Hey Bbucko, In case you are wondering if anyone appreciates your points of view.......I do. A very nice change of pace from the mind numbing drivel of some around these here parts.
Do you really think Lou Dobbs is so inflammatory? I do not always agree with him.....but as far as i can tell{or have seen}he is the only one who seems to be concerned{on record} with Rampant Illegal immigration and it's concurrent effects, an issue that concerns me greatly. God only knows how to deal with it sympathetically, but it is a primary issue {amongst many} of our times.
Thanks for the vote of confidence, pym. It's the "mind-numbing drivel" that often makes me decide to not even bother posting around here anymore.

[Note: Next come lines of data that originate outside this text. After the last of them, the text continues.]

//! Traffic light arbitration
//!
//! Every road touching a controlled node crosses every other one inside the
//! intersection, so the light holds at most one grant at a time.

use log::{debug, info, warn};
use serde::Serialize;
use std::sync::Arc;

use super::agent::{Agent, AgentContext};
use super::city::City;
use super::error::SimError;
use super::protocol::{Envelope, Message};
use super::types::{AgentId, EdgeId, NodeId, SimTime, VehicleId};

/// Arbitration state of a light
#[derive(Debug, Clone, Copy, PartialEq, Eq, Serialize)]
pub enum LightState {
    Idle,
    Evaluating,
}

/// A queued passage request
#[derive(Debug, Clone, PartialEq)]
pub struct PendingRequest {
    pub vehicle: VehicleId,
    pub edge: EdgeId,
    pub priority: bool,
    /// Arbitration cycle in which the vehicle first asked
    pub batch: u64,
}

impl PendingRequest {
    /// Emergencies first, then arrival cycle, then vehicle id
    fn sort_key(&self) -> (bool, u64, &VehicleId) {
        (!self.priority, self.batch, &self.vehicle)
    }
}

/// The passage currently granted by a light
#[derive(Debug, Clone, PartialEq)]
pub struct Grant {
    pub request: PendingRequest,
    pub since: SimTime,
}

/// Outcome of arbitration for one vehicle
#[derive(Debug, Clone, PartialEq)]
pub enum Decision {
    Grant {
        vehicle: VehicleId,
        edge: EdgeId,
    },
    Deny {
        vehicle: VehicleId,
        edge: EdgeId,
        retry_after: f64,
    },
}

impl Decision {
    pub fn vehicle(&self) -> &VehicleId {
        match self {
            Decision::Grant { vehicle, .. } | Decision::Deny { vehicle, .. } => vehicle,
        }
    }

    fn into_message(self) -> Message {
        match self {
            Decision::Grant { vehicle, edge } => Message::PassageGrant {
                vehicle_id: vehicle,
                edge,
            },
            Decision::Deny {
                vehicle,
                edge,
                retry_after,
            } => Message::PassageDeny {
                vehicle_id: vehicle,
                edge,
                retry_after,
            },
        }
    }
}

/// Per-node arbiter over the roads leaving a controlled intersection
#[derive(Debug, Clone)]
pub struct TrafficLight {
    pub node: NodeId,
    controlled_edges: Vec<EdgeId>,
    queue: Vec<PendingRequest>,
    grant: Option<Grant>,
    state: LightState,
    /// Vehicles that asked during the current cycle
    asked_this_cycle: Vec<VehicleId>,
    /// Holder re-asked for its grant, which may have been lost
    regrant: bool,
    /// Controlled roads currently closed by an incident
    blocked: Vec<EdgeId>,
    retry_after: f64,
    max_grant_hold: f64,
}

impl TrafficLight {
    pub fn new(
        node: NodeId,
        controlled_edges: Vec<EdgeId>,
        retry_after: f64,
        max_grant_hold: f64,
    ) -> Self {
        Self {
            node,
            controlled_edges,
            queue: Vec::new(),
            grant: None,
            state: LightState::Idle,
            asked_this_cycle: Vec::new(),
            regrant: false,
            blocked: Vec::new(),
            retry_after,
            max_grant_hold,
        }
    }

    pub fn state(&self) -> LightState {
        self.state
    }

    pub fn current_grant(&self) -> Option<&Grant> {
        self.grant.as_ref()
    }

    /// Vehicle holding the grant, if any
    pub fn granted_vehicle(&self) -> Option<&VehicleId> {
        self.grant.as_ref().map(|g| &g.request.vehicle)
    }

    pub fn queue_len(&self) -> usize {
        self.queue.len()
    }

    /// Requests waiting to enter one particular road
    pub fn queued_on(&self, edge: EdgeId) -> usize {
        self.queue.iter().filter(|r| r.edge == edge).count()
    }

    pub fn controls(&self, edge: EdgeId) -> bool {
        self.controlled_edges.contains(&edge)
    }

    /// Refresh which controlled roads are closed. Requests for a closed
    /// road are denied until it reopens.
    pub fn update_blocked(&mut self, is_blocked: impl Fn(EdgeId) -> bool) {
        self.blocked = self
            .controlled_edges
            .iter()
            .copied()
            .filter(|edge| is_blocked(*edge))
            .collect();
    }

    pub fn is_blocked(&self, edge: EdgeId) -> bool {
        self.blocked.contains(&edge)
    }

    /// Best queued request that may be granted right now
    fn next_eligible(&self) -> Option<usize> {
        self.queue.iter().position(|r| !self.is_blocked(r.edge))
    }

    /// Record a passage request for the next arbitration.
    ///
    /// A vehicle asking again keeps its place in line.
    pub fn submit(
        &mut self,
        vehicle: VehicleId,
        edge: EdgeId,
        priority: bool,
        batch: u64,
    ) -> Result<(), SimError> {
        if !self.controls(edge) {
            return Err(SimError::ProtocolViolation(format!(
                "{vehicle} asked light at {} for {edge}, which it does not control",
                self.node
            )));
        }
        self.state = LightState::Evaluating;
        if !self.asked_this_cycle.contains(&vehicle) {
            self.asked_this_cycle.push(vehicle.clone());
        }

        if let Some(grant) = self.grant.as_mut() {
            if grant.request.vehicle == vehicle {
                grant.request.edge = edge;
                self.regrant = true;
                return Ok(());
            }
        }
        match self.queue.iter_mut().find(|r| r.vehicle == vehicle) {
            Some(existing) => {
                existing.edge = edge;
                existing.priority |= priority;
            }
            None => self.queue.push(PendingRequest {
                vehicle,
                edge,
                priority,
                batch,
            }),
        }
        Ok(())
    }

    /// A vehicle cleared the intersection or withdrew its request
    pub fn release(&mut self, vehicle: &VehicleId, edge: EdgeId) -> Result<(), SimError> {
        if self.granted_vehicle() == Some(vehicle) {
            debug!("Light {} released by {vehicle}", self.node);
            self.grant = None;
            self.regrant = false;
            return Ok(());
        }
        if let Some(pos) = self.queue.iter().position(|r| &r.vehicle == vehicle) {
            self.queue.remove(pos);
            return Ok(());
        }
        Err(SimError::ProtocolViolation(format!(
            "{vehicle} released {edge} at light {} without holding or requesting it",
            self.node
        )))
    }

    /// Run one arbitration cycle: grant at most one request, deny the rest
    /// of this cycle's askers.
    pub fn arbitrate(&mut self, now: SimTime) -> Vec<Decision> {
        let mut decisions = Vec::new();
        self.queue.sort_by(|a, b| a.sort_key().cmp(&b.sort_key()));

        let head_is_emergency = self.next_eligible().is_some_and(|i| self.queue[i].priority);
        let holder_is_normal = self.grant.as_ref().is_some_and(|g| !g.request.priority);

        if self.grant.is_some() && head_is_emergency && holder_is_normal {
            if let Some(preempted) = self.grant.take() {
                info!(
                    "Light {}: emergency preempts {}",
                    self.node, preempted.request.vehicle
                );
                decisions.push(Decision::Deny {
                    vehicle: preempted.request.vehicle.clone(),
                    edge: preempted.request.edge,
                    retry_after: self.retry_after,
                });
                self.queue.push(preempted.request);
                self.queue.sort_by(|a, b| a.sort_key().cmp(&b.sort_key()));
                self.regrant = false;
            }
        }

        if self.regrant && self.grant.as_ref().is_some_and(|g| self.is_blocked(g.request.edge)) {
            if let Some(closed) = self.grant.take() {
                debug!(
                    "Light {}: {} closed, withdrawing grant of {}",
                    self.node, closed.request.edge, closed.request.vehicle
                );
                decisions.push(Decision::Deny {
                    vehicle: closed.request.vehicle,
                    edge: closed.request.edge,
                    retry_after: self.retry_after,
                });
            }
            self.regrant = false;
        }

        let eligible = if self.grant.is_none() { self.next_eligible() } else { None };
        if let Some(index) = eligible {
            let request = self.queue.remove(index);
            decisions.push(Decision::Grant {
                vehicle: request.vehicle.clone(),
                edge: request.edge,
            });
            self.grant = Some(Grant {
                request,
                since: now,
            });
            self.regrant = false;
        } else if self.regrant {
            if let Some(grant) = &self.grant {
                decisions.push(Decision::Grant {
                    vehicle: grant.request.vehicle.clone(),
                    edge: grant.request.edge,
                });
            }
            self.regrant = false;
        }

        for request in &self.queue {
            let already_told = decisions.iter().any(|d| d.vehicle() == &request.vehicle);
            if self.asked_this_cycle.contains(&request.vehicle) && !already_told {
                if self.is_blocked(request.edge) {
                    debug!(
                        "Light {}: {} refused {}, blocked by incident",
                        self.node, request.vehicle, request.edge
                    );
                }
                decisions.push(Decision::Deny {
                    vehicle: request.vehicle.clone(),
                    edge: request.edge,
                    retry_after: self.retry_after,
                });
            }
        }

        self.asked_this_cycle.clear();
        self.state = LightState::Idle;
        decisions
    }

    /// When the current grant will be considered abandoned
    pub fn grant_deadline(&self) -> Option<SimTime> {
        self.grant.as_ref().map(|g| g.since + self.max_grant_hold)
    }

    /// Revoke a grant that was held too long, then hand the light on
    pub fn expire_grant(&mut self, now: SimTime) -> Vec<Decision> {
        let Some(deadline) = self.grant_deadline() else {
            return Vec::new();
        };
        if now < deadline {
            return Vec::new();
        }
        let mut decisions = Vec::new();
        if let Some(stale) = self.grant.take() {
            warn!(
                "Light {}: revoking grant held by {} for {:.1}s",
                self.node,
                stale.request.vehicle,
                now - stale.since
            );
            decisions.push(Decision::Deny {
                vehicle: stale.request.vehicle,
                edge: stale.request.edge,
                retry_after: self.retry_after,
            });
        }
        decisions.extend(self.arbitrate(now));
        decisions
    }
}

/// Agent wrapper feeding transport messages through a [`TrafficLight`]
#[derive(Debug)]
pub struct TrafficLightAgent {
    light: TrafficLight,
    batch: u64,
    /// Source of road closures; without it no road counts as blocked
    city: Option<Arc<City>>,
}

impl TrafficLightAgent {
    pub fn new(light: TrafficLight) -> Self {
        Self {
            light,
            batch: 0,
            city: None,
        }
    }

    pub fn with_city(mut self, city: Arc<City>) -> Self {
        self.city = Some(city);
        self
    }

    pub fn light(&self) -> &TrafficLight {
        &self.light
    }

    fn refresh_blocked(&mut self) {
        if let Some(city) = &self.city {
            self.light.update_blocked(|edge| city.events.is_blocked(edge));
        }
    }

    fn send_decisions(&self, decisions: Vec<Decision>, ctx: &mut AgentContext) {
        for decision in decisions {
            let to = AgentId::vehicle(decision.vehicle());
            ctx.send(to, decision.into_message());
        }
    }
}

impl Agent for TrafficLightAgent {
    fn id(&self) -> AgentId {
        AgentId::TrafficLight(self.light.node)
    }

    fn on_message(&mut self, envelope: Envelope, ctx: &mut AgentContext) -> Result<(), SimError> {
        self.on_batch(vec![envelope], ctx)
    }

    /// Messages that arrived together are one arbitration cycle
    fn on_batch(
        &mut self,
        envelopes: Vec<Envelope>,
        ctx: &mut AgentContext,
    ) -> Result<(), SimError> {
        self.batch += 1;
        for envelope in envelopes {
            let outcome = match envelope.message {
                Message::PassageRequest {
                    vehicle_id,
                    edge,
                    priority,
                } => self.light.submit(vehicle_id, edge, priority, self.batch),
                Message::PassageRelease { vehicle_id, edge } => {
                    self.light.release(&vehicle_id, edge)
                }
                other => Err(SimError::ProtocolViolation(format!(
                    "light at {} cannot handle {}",
                    self.light.node,
                    other.kind()
                ))),
            };
            if let Err(e) = outcome {
                warn!("{e}");
            }
        }
        self.refresh_blocked();
        let decisions = self.light.arbitrate(ctx.now);
        self.send_decisions(decisions, ctx);
        Ok(())
    }

    fn on_tick(&mut self, ctx: &mut AgentContext) -> Result<(), SimError> {
        self.refresh_blocked();
        let decisions = self.light.expire_grant(ctx.now);
        self.send_decisions(decisions, ctx);
        Ok(())
    }

    fn next_wake(&self) -> Option<SimTime> {
        self.light.grant_deadline()
    }
}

I make it a point to educated myself as much as possible on a spectrum of viewpoints, especially those with whom I disagree, provided it stays civil.

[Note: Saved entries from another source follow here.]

//! Error taxonomy of the simulation core

use thiserror::Error;

use super::types::{EdgeId, NodeId};

/// Errors raised by the simulation core.
///
/// `Configuration` and `RoutingFailure` are fatal: they mean the topology is
/// broken. `ProtocolViolation` and `AnomalousOccupancy` are recovered where
/// they happen and only logged.
#[derive(Debug, Error, Clone, PartialEq)]
pub enum SimError {
    #[error("invalid configuration: {0}")]
    Configuration(String),

    #[error("protocol violation: {0}")]
    ProtocolViolation(String),

    #[error("no route from {origin} to {destination}")]
    RoutingFailure { origin: NodeId, destination: NodeId },

    #[error("vehicle {vehicle} left edge {edge} without entering it")]
    AnomalousOccupancy { edge: EdgeId, vehicle: String },
}

impl SimError {
    /// Whether the error must stop the simulation
    pub fn is_fatal(&self) -> bool {
        matches!(
            self,
            SimError::Configuration(_) | SimError::RoutingFailure { .. }
        )
    }
}
//! Message transport between agents
//!
//! The core only needs addressed, asynchronous, at-most-once delivery with
//! FIFO order per sender/receiver pair. `ChannelTransport` provides that
//! in-process with one unbounded tokio channel per mailbox.

use log::{debug, trace};
use std::collections::HashMap;
use std::sync::RwLock;
use tokio::sync::mpsc::{self, error::TryRecvError, UnboundedReceiver, UnboundedSender};

use super::error::SimError;
use super::protocol::{Envelope, Message};
use super::types::AgentId;

/// Delivery side of the transport boundary
pub trait Transport: Send + Sync {
    /// Queue an envelope for its recipient
    fn send(&self, envelope: Envelope) -> Result<(), SimError>;

    /// Send a copy of `message` to every registered vehicle
    fn broadcast_to_vehicles(&self, from: &AgentId, message: &Message) -> usize;
}

/// Receive side of a registered endpoint
#[derive(Debug)]
pub struct Mailbox {
    id: AgentId,
    receiver: UnboundedReceiver<Envelope>,
}

impl Mailbox {
    pub fn id(&self) -> &AgentId {
        &self.id
    }

    /// Waits for the next envelope; `None` once the transport is gone
    pub async fn recv(&mut self) -> Option<Envelope> {
        self.receiver.recv().await
    }

    /// Takes an envelope if one is already waiting
    pub fn try_recv(&mut self) -> Option<Envelope> {
        match self.receiver.try_recv() {
            Ok(envelope) => Some(envelope),
            Err(TryRecvError::Empty) | Err(TryRecvError::Disconnected) => None,
        }
    }

    /// Everything already waiting, in arrival order
    pub fn drain(&mut self) -> Vec<Envelope> {
        std::iter::from_fn(|| self.try_recv()).collect()
    }
}

/// In-process transport with a channel per endpoint
#[derive(Debug, Default)]
pub struct ChannelTransport {
    endpoints: RwLock<HashMap<AgentId, UnboundedSender<Envelope>>>,
}

impl ChannelTransport {
    pub fn new() -> Self {
        Self::default()
    }

    /// Opens a mailbox for `id`, replacing any previous one
    pub fn register(&self, id: AgentId) -> Mailbox {
        let (sender, receiver) = mpsc::unbounded_channel();
        self.endpoints
            .write()
            .unwrap_or_else(|poisoned| poisoned.into_inner())
            .insert(id.clone(), sender);
        Mailbox { id, receiver }
    }
}

impl Transport for ChannelTransport {
    fn send(&self, envelope: Envelope) -> Result<(), SimError> {
        let endpoints = self
            .endpoints
            .read()
            .unwrap_or_else(|poisoned| poisoned.into_inner());
        let Some(sender) = endpoints.get(&envelope.to) else {
            return Err(SimError::ProtocolViolation(format!(
                "{} sent {} to unknown recipient {}",
                envelope.from,
                envelope.message.kind(),
                envelope.to
            )));
        };
        trace!("{} -> {}: {:?}", envelope.from, envelope.to, envelope.message);
        let to = envelope.to.clone();
        sender.send(envelope).map_err(|_| {
            SimError::ProtocolViolation(format!("mailbox of {to} is closed"))
        })
    }

    fn broadcast_to_vehicles(&self, from: &AgentId, message: &Message) -> usize {
        let endpoints = self
            .endpoints
            .read()
            .unwrap_or_else(|poisoned| poisoned.into_inner());
        let mut delivered = 0;
        for (id, sender) in endpoints.iter().filter(|(id, _)| id.is_vehicle()) {
            let envelope = Envelope::new(from.clone(), id.clone(), message.clone());
            match sender.send(envelope) {
                Ok(()) => delivered += 1,
                Err(_) => debug!("Dropping broadcast to finished agent {id}"),
            }
        }
        delivered
    }
}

I watch Dobbs about 2-3 times a week, which is about all I can stand. His show panders to his very select point of view, which is socially conservative (albeit with a secular perspective) and financially moderately right. But his bias against Obama makes it very difficult for me to take him seriously. It infects everything that comes out of his mouth. Last night, for instance, he had a long segment on "Obama's Bear Market", as if the Dow wasn't tanking prior to the inaguration.

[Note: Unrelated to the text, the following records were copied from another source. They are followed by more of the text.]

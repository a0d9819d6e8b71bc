//! Core types for the traffic simulation
//!
//! Identifiers and small value types shared by the graph, the trackers and
//! the agents.

use serde::Serialize;
use std::fmt;

/// A grid coordinate identifying a node of the city graph.
///
/// Ordering is lexicographic on `(x, y)`, which the router relies on for
/// deterministic tie-breaking between equal-cost paths.
#[derive(Debug, Clone, Copy, PartialEq, Eq, Hash, PartialOrd, Ord, Serialize)]
pub struct NodeId {
    pub x: u32,
    pub y: u32,
}

impl NodeId {
    pub const fn new(x: u32, y: u32) -> Self {
        Self { x, y }
    }

    /// Manhattan distance between two grid nodes
    pub fn manhattan(&self, other: &NodeId) -> u32 {
        self.x.abs_diff(other.x) + self.y.abs_diff(other.y)
    }
}

impl fmt::Display for NodeId {
    fn fmt(&self, f: &mut fmt::Formatter<'_>) -> fmt::Result {
        write!(f, "({}, {})", self.x, self.y)
    }
}

/// What kind of place a node is
#[derive(Debug, Clone, Copy, PartialEq, Eq, Serialize)]
pub enum NodeKind {
    Intersection,
    Building,
    /// Valid destination for emergency vehicles
    Hospital,
}

/// A wrapper type for road segment IDs
///
/// Edge ids are dense (`0..edge_count`) because the topology never changes
/// after construction.
#[derive(Debug, Clone, Copy, PartialEq, Eq, Hash, PartialOrd, Ord, Serialize)]
pub struct EdgeId(pub usize);

impl fmt::Display for EdgeId {
    fn fmt(&self, f: &mut fmt::Formatter<'_>) -> fmt::Result {
        write!(f, "e{}", self.0)
    }
}

/// A wrapper type for incident IDs
#[derive(Debug, Clone, Copy, PartialEq, Eq, Hash, PartialOrd, Ord, Serialize)]
pub struct IncidentId(pub u64);

/// A wrapper type for vehicle IDs
///
/// Vehicle ids are strings so that arbitration ties can be broken by
/// lexicographic order, e.g. `"vehicle01" < "vehicle02"`.
#[derive(Debug, Clone, PartialEq, Eq, Hash, PartialOrd, Ord, Serialize)]
pub struct VehicleId(pub String);

impl VehicleId {
    pub fn new(id: impl Into<String>) -> Self {
        Self(id.into())
    }

    pub fn as_str(&self) -> &str {
        &self.0
    }
}

impl fmt::Display for VehicleId {
    fn fmt(&self, f: &mut fmt::Formatter<'_>) -> fmt::Result {
        f.write_str(&self.0)
    }
}

/// Address of a message endpoint on the transport
#[derive(Debug, Clone, PartialEq, Eq, Hash, PartialOrd, Ord, Serialize)]
pub enum AgentId {
    Vehicle(VehicleId),
    TrafficLight(NodeId),
    IncidentReporter,
    /// The endpoint through which incidents reach the event manager
    IncidentDesk,
}

impl AgentId {
    pub fn vehicle(id: &VehicleId) -> Self {
        AgentId::Vehicle(id.clone())
    }

    pub fn is_vehicle(&self) -> bool {
        matches!(self, AgentId::Vehicle(_))
    }
}

impl fmt::Display for AgentId {
    fn fmt(&self, f: &mut fmt::Formatter<'_>) -> fmt::Result {
        match self {
            AgentId::Vehicle(id) => write!(f, "{id}"),
            AgentId::TrafficLight(node) => write!(f, "light_{}_{}", node.x, node.y),
            AgentId::IncidentReporter => f.write_str("reporter"),
            AgentId::IncidentDesk => f.write_str("incident_desk"),
        }
    }
}

/// Simulation time in seconds since the simulation started
pub type SimTime = f64;

/// Severity given to roadblocks spawned by the reporter
pub const ROADBLOCK_SEVERITY: f64 = 10.0;

/// Minimum severity for an edge to count as blocked
pub const BLOCKED_THRESHOLD: f64 = 3.0;

/// Headroom that keeps the congestion factor finite at full capacity
pub const SATURATION_MARGIN: f64 = 0.05;

/// Minimum Manhattan distance of a roaming vehicle's next destination
pub const MIN_TRIP_DISTANCE: u32 = 8;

His view on illegal immigration is totally without nuance and ignores much larger forces at play, much like his protectionist rhetoric and his distinctly anti-gay social perspective. I find it difficult to have both my person and intelligence insulted over and over. he may be "Mr Independent", but his perspective is so reactionary that party affiliation seems pretty moot, really. And he rarely, if ever, has guests with viewpoints that challenge him. There's a "self-evident" echo chamber quality to his program that seems more interested in polemics than understanding. FWIW, I don't watch MSNBC or Fox at all, but then I rarely watch more than six or so hours of TV a week, and when I do, it's almost always CNN. I get nearly all my news and opinion online.
@Bbucko
Another good read. But do you really think that the growing confidence that everyone is committing to a 1% growth would be a waste of time? That businesses would go bankrupt because of the initiative?
I think you are wrong. You'd only be right if the critical mass of employers did not respond to moral leadership.
The economy is a CONfidence game in the end.
I don't think it's a waste of time, I just don't think it's possible given the lack of credit as it exists right now. I truly believe that business is doing all it can to stay afloat.
One of the main reasons why I stopped working for large corporations and started working exclusively with entrepreneurs over twenty years ago is that I was disillusioned by the way they operate. Altruism, as such, only fits into business plans when there is profit to be gained by doing so, otherwise it's naive to expect otherwise. There is a ruthless, top-down quality to decisions in major corporations, which is why they rarely innovate. Entrepreneurs are compelled to think outside of the box, just as the Fortune 500 are compelled to construct the box: individualism is considered seditious and counter-productive, and anyone with a novel, innovative idea runs the risk of putting segments of the company out of business. Risk (which I consider a requirement for growth) is the province of small business. Big business has too much to lose by attempting it. When an entrepreneur gambles on a risky undertaking, s/he's risking his/her own capital. When big business does that, they're risking the stock-holder's money, which is a whole different ball game.
I wish I could summon your optimism about big business' being willing to risk their profits on the greater public good, but my experience has taught me that considering their motivations to benefit the public good isn't likely to be rewarded.
Pick your poison:
The automotive industry had 35 years to develop alternative fuel capacity after the first oil embargo, but gave us the Hummer;
Pharmaceuticals resist patent expirations (and allowing generic equivelants) by "innovating" their formulas just enough to constantly keep their products at the highest possible prices;
Energy companies have resisted efforts to wean us off foreign oil and have allowed the nation's power grid to go to seed;
The chemical industry was responsible for wreaking environmental disasters from coast to coast. The EPA was required to address this issue before any suggestion of self-regulation was considered, and brown field superfunds are still bearing the brunt of clean-up costs;
Those are just a few of the industries that I came up with off the top of my head. Can you think of any large American industry that considers altruism on their balance sheet?